MATERIAL FOR THE TASK
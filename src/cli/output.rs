//! Colored terminal output helpers.
//!
//! All user-facing output goes through these functions so we get
//! consistent styling across every command.

use chrono::{DateTime, Duration, Utc};
use comfy_table::{ContentArrangement, Table};
use console::style;

use crate::vault::{vault_short_name, ExpiryStatus, Secret, VaultClient};

/// Print a green success message: "check_mark {msg}"
pub fn success(msg: &str) {
    println!("{} {}", style("\u{2713}").green().bold(), msg);
}

/// Print a red error message: "x_mark {msg}"
pub fn error(msg: &str) {
    eprintln!("{} {}", style("\u{2717}").red().bold(), msg);
}

/// Print a yellow warning: "warning_sign {msg}"
pub fn warning(msg: &str) {
    eprintln!("{} {}", style("\u{26a0}").yellow().bold(), msg);
}

/// Print a blue info message: "info_sign {msg}"
pub fn info(msg: &str) {
    println!("{} {}", style("\u{2139}").blue().bold(), msg);
}

/// Print a dim tip/hint: "arrow {msg}"
pub fn tip(msg: &str) {
    println!("{} {}", style("\u{2192}").dim(), style(msg).dim());
}

/// Human label for an expiry status.
pub fn status_label(status: ExpiryStatus) -> &'static str {
    match status {
        ExpiryStatus::Expired => "expired",
        ExpiryStatus::ExpiringSoon => "expiring soon",
        ExpiryStatus::Valid => "ok",
        ExpiryStatus::NoExpiry => "no expiry",
    }
}

fn format_time(t: Option<DateTime<Utc>>) -> String {
    t.map(|t| t.format("%Y-%m-%d %H:%M:%S").to_string())
        .unwrap_or_else(|| "-".to_string())
}

/// Print the expiry line of a secret, red if expired, yellow if soon.
pub fn print_expiry(secret: &Secret, now: DateTime<Utc>, window: Duration) {
    let Some(expires) = secret.expires_on else {
        return;
    };
    let line = format!("Expires: {}", format_time(Some(expires)));
    match secret.expiry_status_at(now, window) {
        ExpiryStatus::Expired => println!("{}", style(line).red()),
        ExpiryStatus::ExpiringSoon => println!("{}", style(line).yellow()),
        _ => println!("{}", style(line).dim()),
    }
}

/// Print a table of secrets (Vault, Name, Expires, Status).
pub fn print_secrets_table(rows: &[(String, Secret)], now: DateTime<Utc>, window: Duration) {
    if rows.is_empty() {
        info("No secrets in the active vaults.");
        tip("Run `azkv vaults select` to change which vaults are active.");
        return;
    }

    let mut table = Table::new();
    table.set_content_arrangement(ContentArrangement::Dynamic);
    table.set_header(vec!["Vault", "Name", "Expires", "Status"]);

    for (url, s) in rows {
        table.add_row(vec![
            vault_short_name(url).to_string(),
            s.name.clone(),
            format_time(s.expires_on),
            status_label(s.expiry_status_at(now, window)).to_string(),
        ]);
    }

    println!("{table}");
}

/// Print a table of registered vaults (URL, Active, Last login).
pub fn print_vaults_table<'a>(clients: impl Iterator<Item = &'a VaultClient>) {
    let mut table = Table::new();
    table.set_content_arrangement(ContentArrangement::Dynamic);
    table.set_header(vec!["Vault", "Active", "Last login"]);

    let mut any = false;
    for client in clients {
        any = true;
        table.add_row(vec![
            client.vault_url().to_string(),
            if client.is_active() { "yes" } else { "no" }.to_string(),
            format_time(client.settings().last_login_time()),
        ]);
    }

    if !any {
        info("No vaults registered.");
        tip("Run `azkv vaults add` to add your first vault.");
        return;
    }

    println!("{table}");
}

WORK TO BE COMPLETED
Restate each entry word for word.

RESPONSE AREA
filename src/cli/output.rs
//! Colored terminal output helpers.
//!
//! All user-facing output goes through these functions so we get
//! consistent styling across every command.

use chrono::{DateTime, Duration, Utc};
use comfy_table::{ContentArrangement, Table};
use console::style;

use crate::vault::{vault_short_name, ExpiryStatus, Secret, VaultClient};

/// Print a green success message: "check_mark {msg}"
pub fn success(msg: &str) {
    println!("{} {}", style("\u{2713}").green().bold(), msg);
}

/// Print a red error message: "x_mark {msg}"
pub fn error(msg: &str) {
    eprintln!("{} {}", style("\u{2717}").red().bold(), msg);
}

/// Print a yellow warning: "warning_sign {msg}"
pub fn warning(msg: &str) {
    eprintln!("{} {}", style("\u{26a0}").yellow().bold(), msg);
}

/// Print a blue info message: "info_sign {msg}"
pub fn info(msg: &str) {
    println!("{} {}", style("\u{2139}").blue().bold(), msg);
}

/// Print a dim tip/hint: "arrow {msg}"
pub fn tip(msg: &str) {
    println!("{} {}", style("\u{2192}").dim(), style(msg).dim());
}

/// Human label for an expiry status.
pub fn status_label(status: ExpiryStatus) -> &'static str {
    match status {
        ExpiryStatus::Expired => "expired",
        ExpiryStatus::ExpiringSoon => "expiring soon",
        ExpiryStatus::Valid => "ok",
        ExpiryStatus::NoExpiry => "no expiry",
    }
}

fn format_time(t: Option<DateTime<Utc>>) -> String {
    t.map(|t| t.format("%Y-%m-%d %H:%M:%S").to_string())
        .unwrap_or_else(|| "-".to_string())
}

/// Print the expiry line of a secret, red if expired, yellow if soon.
pub fn print_expiry(secret: &Secret, now: DateTime<Utc>, window: Duration) {
    let Some(expires) = secret.expires_on else {
        return;
    };
    let line = format!("Expires: {}", format_time(Some(expires)));
    match secret.expiry_status_at(now, window) {
        ExpiryStatus::Expired => println!("{}", style(line).red()),
        ExpiryStatus::ExpiringSoon => println!("{}", style(line).yellow()),
        _ => println!("{}", style(line).dim()),
    }
}

/// Print a table of secrets (Vault, Name, Expires, Status).
pub fn print_secrets_table(rows: &[(String, Secret)], now: DateTime<Utc>, window: Duration) {
    if rows.is_empty() {
        info("No secrets in the active vaults.");
        tip("Run `azkv vaults select` to change which vaults are active.");
        return;
    }

    let mut table = Table::new();
    table.set_content_arrangement(ContentArrangement::Dynamic);
    table.set_header(vec!["Vault", "Name", "Expires", "Status"]);

    for (url, s) in rows {
        table.add_row(vec![
            vault_short_name(url).to_string(),
            s.name.clone(),
            format_time(s.expires_on),
            status_label(s.expiry_status_at(now, window)).to_string(),
        ]);
    }

    println!("{table}");
}

/// Print a table of registered vaults (URL, Active, Last login).
pub fn print_vaults_table<'a>(clients: impl Iterator<Item = &'a VaultClient>) {
    let mut table = Table::new();
    table.set_content_arrangement(ContentArrangement::Dynamic);
    table.set_header(vec!["Vault", "Active", "Last login"]);

    let mut any = false;
    for client in clients {
        any = true;
        table.add_row(vec![
            client.vault_url().to_string(),
            if client.is_active() { "yes" } else { "no" }.to_string(),
            format_time(client.settings().last_login_time()),
        ]);
    }

    if !any {
        info("No vaults registered.");
        tip("Run `azkv vaults add` to add your first vault.");
        return;
    }

    println!("{table}");
}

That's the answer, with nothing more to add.